Quelles sont les racines du conflit ?

  • L’État du Nil Bleu, et la région au sens large en général, connaissent depuis longtemps des troubles, les combattants du sud étant une épine dans le pied du Soudan. l’ancien président de l’homme fort Omar al-Bashirqui a été déposé par l’armée en 2019 à la suite de manifestations de rue.
  • Les experts disent le coup d’état de l’an dernierdirigé par le chef de l’armée Abdel Fattah al-Burhan, a créé un vide sécuritaire qui a favorisé une recrudescence des violences tribales, dans un pays où des affrontements meurtriers éclatent régulièrement pour la terre, le bétail, l’accès à l’eau et aux pâturages.
  • Des manifestants pro-démocratie accusent les dirigeants militaires soudanais et les anciens chefs rebelles qui ont signé un accord de paix en 2020 d’exacerber les tensions ethniques dans l’État du Nil Bleu à des fins personnelles.
  • En 1995, de nombreuses tribus de la région du Nil Bleu ont rejoint un mouvement populaire combattant le gouvernement central de Khartoum.
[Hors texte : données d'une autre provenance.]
//! Infrastructure implementation of the `CommandRunner` port.
//!
//! `TokioCommandRunner` is the production implementation that uses tokio
//! for async process execution, with a guaranteed kill on timeout.

use std::path::Path;
use std::process::{Output, Stdio};
use std::time::Duration;

use anyhow::{Context, Result};
use tokio::io::AsyncReadExt;

use crate::application::ports::CommandRunner;

/// Production `CommandRunner`.
///
/// Uses `tokio::select!` with an explicit `child.kill()` so a timed-out
/// process is terminated, not just abandoned.
#[derive(Debug, Clone, Copy, Default)]
pub struct TokioCommandRunner;

impl TokioCommandRunner {
    fn spawn(program: &str, args: &[String], dir: &Path) -> Result<tokio::process::Child> {
        tokio::process::Command::new(program)
            .args(args)
            .current_dir(dir)
            .stdin(Stdio::null())
            .stdout(Stdio::piped())
            .stderr(Stdio::piped())
            .kill_on_drop(true)
            .spawn()
            .with_context(|| format!("failed to spawn {program} in {}", dir.display()))
    }

    async fn collect(program: &str, child: &mut tokio::process::Child) -> Result<Output> {
        let mut stdout_handle = child.stdout.take();
        let mut stderr_handle = child.stderr.take();
        let (status, stdout, stderr) = tokio::join!(
            child.wait(),
            async {
                let mut buf = Vec::new();
                if let Some(ref mut h) = stdout_handle {
                    let _ = h.read_to_end(&mut buf).await;
                }
                buf
            },
            async {
                let mut buf = Vec::new();
                if let Some(ref mut h) = stderr_handle {
                    let _ = h.read_to_end(&mut buf).await;
                }
                buf
            },
        );
        Ok(Output {
            status: status.with_context(|| format!("waiting for {program}"))?,
            stdout,
            stderr,
        })
    }
}

impl CommandRunner for TokioCommandRunner {
    async fn run(&self, program: &str, args: &[String], dir: &Path) -> Result<Output> {
        let mut child = Self::spawn(program, args, dir)?;
        Self::collect(program, &mut child).await
    }

    async fn run_with_timeout(
        &self,
        program: &str,
        args: &[String],
        dir: &Path,
        timeout: Duration,
    ) -> Result<Output> {
        let mut child = Self::spawn(program, args, dir)?;

        tokio::select! {
            result = Self::collect(program, &mut child) => result,
            () = tokio::time::sleep(timeout) => {
                let _ = child.kill().await;
                anyhow::bail!("{program} timed out after {}s", timeout.as_secs())
            }
        }
    }
}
Ils percevaient le gouverneur nommé par le gouvernement central comme proche de la tribu haoussa.
  • L’activiste soudanais Muhammad Hussein a déclaré que l’ancien gouvernement continuait de favoriser la tribu haoussa parce qu’il croyait que les autres soutenaient le mouvement antigouvernemental.
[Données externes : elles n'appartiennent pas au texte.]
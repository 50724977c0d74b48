//! Scenario definitions, the built-in catalog, and the per-scenario state machine.

use std::collections::{BTreeMap, HashSet};
use std::fmt;
use std::path::PathBuf;

use serde::{Deserialize, Serialize};

use crate::domain::config::{HarnessSettings, PasswordSource, ScenarioConfig, build_scenario_config};
use crate::domain::error::ConfigError;

// ── Definitions ───────────────────────────────────────────────────────────────

/// How the scenario provisions.
#[derive(Debug, Clone, Copy, Default, PartialEq, Eq, Serialize, Deserialize)]
#[serde(rename_all = "snake_case")]
pub enum ApplyMode {
    /// A single apply.
    #[default]
    Apply,
    /// Apply, then require a second run against the converged state to plan
    /// zero changes.
    ApplyIdempotent,
}

/// An output that must contain a substring.
#[derive(Debug, Clone, PartialEq, Eq, Serialize, Deserialize)]
pub struct OutputExpectation {
    pub name: String,
    pub contains: String,
}

/// One validation scenario.
///
/// Variants differ only in the supplied variables, the apply mode, the
/// output checks, and the outputs whose endpoints must resolve privately.
#[derive(Debug, Clone, Deserialize)]
pub struct Scenario {
    pub name: String,
    #[serde(default)]
    pub description: String,
    /// Working directory relative to the configured one; defaults to it.
    #[serde(default)]
    pub working_dir: Option<PathBuf>,
    #[serde(default)]
    pub password: Option<PasswordSource>,
    #[serde(default)]
    pub variables: BTreeMap<String, String>,
    #[serde(default)]
    pub mode: ApplyMode,
    #[serde(default)]
    pub expect_outputs: Vec<OutputExpectation>,
    /// Output names holding hostnames that must resolve only to private addresses.
    #[serde(default)]
    pub private_endpoints: Vec<String>,
}

impl Scenario {
    fn new(name: &str, description: &str, password: PasswordSource) -> Self {
        Self {
            name: name.to_string(),
            description: description.to_string(),
            working_dir: None,
            password: Some(password),
            variables: BTreeMap::new(),
            mode: ApplyMode::Apply,
            expect_outputs: Vec::new(),
            private_endpoints: Vec::new(),
        }
    }

    /// Build the run config: settings variables, then scenario variables,
    /// then `overrides`; the working directory is resolved against the
    /// configured one.
    ///
    /// # Errors
    ///
    /// Returns an error if the password source cannot be resolved or a retry
    /// pattern is invalid.
    pub fn config(
        &self,
        settings: &HarnessSettings,
        overrides: &BTreeMap<String, String>,
        lookup_env: impl Fn(&str) -> Option<String>,
    ) -> Result<ScenarioConfig, ConfigError> {
        let mut variables = self.variables.clone();
        variables.extend(overrides.iter().map(|(k, v)| (k.clone(), v.clone())));
        let mut config = build_scenario_config(
            settings,
            &self.name,
            self.password.as_ref(),
            &variables,
            lookup_env,
        )?;
        if let Some(dir) = &self.working_dir {
            config.working_dir = settings.working_dir.join(dir);
        }
        Ok(config)
    }

    /// Short list of what the scenario asserts, for listings.
    #[must_use]
    pub fn checks(&self) -> Vec<String> {
        let mut checks = Vec::new();
        if self.mode == ApplyMode::ApplyIdempotent {
            checks.push("idempotency".to_string());
        }
        for expectation in &self.expect_outputs {
            checks.push(format!("output {} ⊇ '{}'", expectation.name, expectation.contains));
        }
        for endpoint in &self.private_endpoints {
            checks.push(format!("private endpoint {endpoint}"));
        }
        checks
    }
}

/// Top-level shape of a scenario file.
#[derive(Debug, Deserialize)]
pub struct ScenarioFile {
    pub scenarios: Vec<Scenario>,
}

/// The scenarios shipped with the harness.
#[must_use]
pub fn builtin_scenarios() -> Vec<Scenario> {
    let mut endpoint = Scenario::new(
        "rds-endpoint",
        "Database endpoint is exposed in the expected region",
        PasswordSource::Literal("test1234".to_string()),
    );
    endpoint.expect_outputs.push(OutputExpectation {
        name: "endpoint".to_string(),
        contains: ".eu-west-3.rds.amazonaws.com".to_string(),
    });

    let mut idempotent = Scenario::new(
        "idempotent-apply",
        "Re-applying the unchanged declaration is a no-op",
        PasswordSource::Literal("password".to_string()),
    );
    idempotent.mode = ApplyMode::ApplyIdempotent;

    let mut idempotent_env = Scenario::new(
        "idempotent-apply-env",
        "Idempotency with the password taken from DB_PWD",
        PasswordSource::Env("DB_PWD".to_string()),
    );
    idempotent_env.mode = ApplyMode::ApplyIdempotent;

    let mut private = Scenario::new(
        "rds-private-address",
        "Database address resolves only to private addresses",
        PasswordSource::Env("DB_PWD".to_string()),
    );
    private
        .private_endpoints
        .push("rds_instance_address".to_string());

    vec![endpoint, idempotent, idempotent_env, private]
}

/// Merge file scenarios after the built-in ones, rejecting duplicate names.
///
/// # Errors
///
/// Returns [`ConfigError::DuplicateScenario`] if a name appears twice.
pub fn merge_catalog(
    builtin: Vec<Scenario>,
    extra: Vec<Scenario>,
) -> Result<Vec<Scenario>, ConfigError> {
    let mut seen = HashSet::new();
    let mut all = Vec::with_capacity(builtin.len() + extra.len());
    for scenario in builtin.into_iter().chain(extra) {
        if !seen.insert(scenario.name.clone()) {
            return Err(ConfigError::DuplicateScenario(scenario.name));
        }
        all.push(scenario);
    }
    Ok(all)
}

/// Pick scenarios by name, keeping the requested order. Empty `names` selects all.
///
/// # Errors
///
/// Returns [`ConfigError::UnknownScenario`] for the first unknown name.
pub fn select_scenarios<'a>(
    catalog: &'a [Scenario],
    names: &[String],
) -> Result<Vec<&'a Scenario>, ConfigError> {
    if names.is_empty() {
        return Ok(catalog.iter().collect());
    }
    names
        .iter()
        .map(|name| {
            catalog
                .iter()
                .find(|s| &s.name == name)
                .ok_or_else(|| ConfigError::UnknownScenario {
                    name: name.clone(),
                    available: catalog
                        .iter()
                        .map(|s| s.name.as_str())
                        .collect::<Vec<_>>()
                        .join(", "),
                })
        })
        .collect()
}

// ── State machine ─────────────────────────────────────────────────────────────

/// Lifecycle state of one scenario run.
///
/// `Errored` absorbs every later success event; only teardown leaves it.
#[derive(Debug, Clone, Copy, PartialEq, Eq, Serialize)]
#[serde(rename_all = "snake_case")]
pub enum ScenarioState {
    NotStarted,
    Initialized,
    Applied,
    Verified,
    Errored,
    TornDown,
}

impl ScenarioState {
    /// Init succeeded.
    #[must_use]
    pub fn initialized(self) -> Self {
        self.advance(Self::NotStarted, Self::Initialized)
    }

    /// Apply (or apply with idempotency check) succeeded.
    #[must_use]
    pub fn applied(self) -> Self {
        self.advance(Self::Initialized, Self::Applied)
    }

    /// Every assertion passed.
    #[must_use]
    pub fn verified(self) -> Self {
        self.advance(Self::Applied, Self::Verified)
    }

    /// Any operation failed.
    #[must_use]
    pub fn errored(self) -> Self {
        match self {
            Self::TornDown => Self::TornDown,
            _ => Self::Errored,
        }
    }

    /// Destroy completed (successfully or with a reported failure).
    #[must_use]
    pub fn torn_down(self) -> Self {
        Self::TornDown
    }

    #[must_use]
    pub fn is_terminal(self) -> bool {
        self == Self::TornDown
    }

    fn advance(self, from: Self, to: Self) -> Self {
        if self == from {
            to
        } else {
            // Out-of-order success events cannot happen in a sequential run;
            // treat them as a failure rather than skipping a stage.
            self.errored()
        }
    }
}

impl fmt::Display for ScenarioState {
    fn fmt(&self, f: &mut fmt::Formatter<'_>) -> fmt::Result {
        f.write_str(match self {
            Self::NotStarted => "not started",
            Self::Initialized => "initialized",
            Self::Applied => "applied",
            Self::Verified => "verified",
            Self::Errored => "errored",
            Self::TornDown => "torn down",
        })
    }
}

// ── Unit tests ───────────────────────────────────────────────────────────────
//! Parsers for provisioning tool output.
//!
//! Pure functions: captured stdout text in, data out.

use std::sync::LazyLock;

use infraguard_common::ChangeSummary;
use regex::Regex;

#[allow(clippy::expect_used)] // Patterns are compile-time constants
static ANSI_ESCAPE: LazyLock<Regex> =
    LazyLock::new(|| Regex::new(r"\x1b\[[0-9;]*[A-Za-z]").expect("valid regex"));

#[allow(clippy::expect_used)]
static PLAN_SUMMARY: LazyLock<Regex> = LazyLock::new(|| {
    Regex::new(r"Plan: (\d+) to add, (\d+) to change, (\d+) to destroy").expect("valid regex")
});

#[allow(clippy::expect_used)]
static APPLY_SUMMARY: LazyLock<Regex> = LazyLock::new(|| {
    Regex::new(r"Apply complete! Resources: (\d+) added, (\d+) changed, (\d+) destroyed")
        .expect("valid regex")
});

#[allow(clippy::expect_used)]
static DESTROY_SUMMARY: LazyLock<Regex> = LazyLock::new(|| {
    Regex::new(r"Destroy complete! Resources: (\d+) destroyed").expect("valid regex")
});

/// Remove ANSI color sequences so summaries parse with colors enabled.
#[must_use]
pub fn strip_ansi(text: &str) -> String {
    ANSI_ESCAPE.replace_all(text, "").into_owned()
}

/// Parse the change summary of a plan.
///
/// Recognises `Plan: X to add, Y to change, Z to destroy.` and the
/// `No changes.` banner. Returns `None` when neither is present.
#[must_use]
pub fn parse_plan_summary(stdout: &str) -> Option<ChangeSummary> {
    let clean = strip_ansi(stdout);
    if let Some(summary) = capture_three(&PLAN_SUMMARY, &clean) {
        return Some(summary);
    }
    clean.contains("No changes.").then(ChangeSummary::default)
}

/// Parse `Apply complete! Resources: X added, Y changed, Z destroyed.`
#[must_use]
pub fn parse_apply_summary(stdout: &str) -> Option<ChangeSummary> {
    capture_three(&APPLY_SUMMARY, &strip_ansi(stdout))
}

/// Parse `Destroy complete! Resources: N destroyed.` into the destroyed count.
#[must_use]
pub fn parse_destroy_count(stdout: &str) -> Option<u32> {
    DESTROY_SUMMARY
        .captures(&strip_ansi(stdout))
        .and_then(|caps| caps.get(1))
        .and_then(|m| m.as_str().parse().ok())
}

fn capture_three(re: &Regex, text: &str) -> Option<ChangeSummary> {
    // The last summary wins: a refresh-only preamble may precede the real one.
    let caps = re.captures_iter(text).last()?;
    let n = |i: usize| caps.get(i).and_then(|m| m.as_str().parse::<u32>().ok());
    Some(ChangeSummary::new(n(1)?, n(2)?, n(3)?))
}

/// Render the JSON emitted by `output -json NAME` as a plain string.
///
/// String values are unquoted; any other JSON value (list, map, number) is
/// rendered compactly. Non-JSON text is returned trimmed as-is.
#[must_use]
pub fn parse_output_value(stdout: &str) -> String {
    let trimmed = stdout.trim();
    match serde_json::from_str::<serde_json::Value>(trimmed) {
        Ok(serde_json::Value::String(s)) => s,
        Ok(other) => other.to_string(),
        Err(_) => trimmed.to_string(),
    }
}

/// Combine captured stdout and stderr into one lossily-decoded string.
#[must_use]
pub fn combined_output(stdout: &[u8], stderr: &[u8]) -> String {
    let stdout = String::from_utf8_lossy(stdout);
    let stderr = String::from_utf8_lossy(stderr);
    match (stdout.trim().is_empty(), stderr.trim().is_empty()) {
        (true, true) => String::new(),
        (false, true) => stdout.trim().to_string(),
        (true, false) => stderr.trim().to_string(),
        (false, false) => format!("{}\n{}", stdout.trim(), stderr.trim()),
    }
}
  • Mais un membre de la tribu haoussa, Ibrahim Hussein, a rejeté cette affirmation, affirmant que les membres de la tribu haoussa étaient des deux côtés du conflit.
  • La tribu haoussa soudanaise fait partie du groupe ethnique haoussa beaucoup plus large, qui est particulièrement important en Afrique de l’Ouest. On ne sait pas quand les membres sont arrivés au Soudan, mais certaines tribus locales les perçoivent toujours comme des étrangers.

Où va le conflit ?

  • Faisant craindre que la situation ne devienne plus violente, l’expert militaire, le général de division Amin Ismail, a déclaré : « Le conflit dans le Nil bleu deviendra plus sanglant, d’autant plus que les politiciens s’impliquent dans le conflit tribal.
  • Ismail a averti : « Si la sécurité tombe en panne dans la région du Nil Bleu, elle deviendra un théâtre pour le mouvement des groupes opposés au gouvernement éthiopien.
  • Les observateurs craignent que le conflit ne déborde dans la région éthiopienne de Benishangul-Gumuz, où Addis-Abeba construit le barrage de la Renaissance.
  • La tribu Birta vit des deux côtés de la frontière soudano-éthiopienne, tandis que la tribu Hausa est présente dans quelques villages et villes le long de la frontière.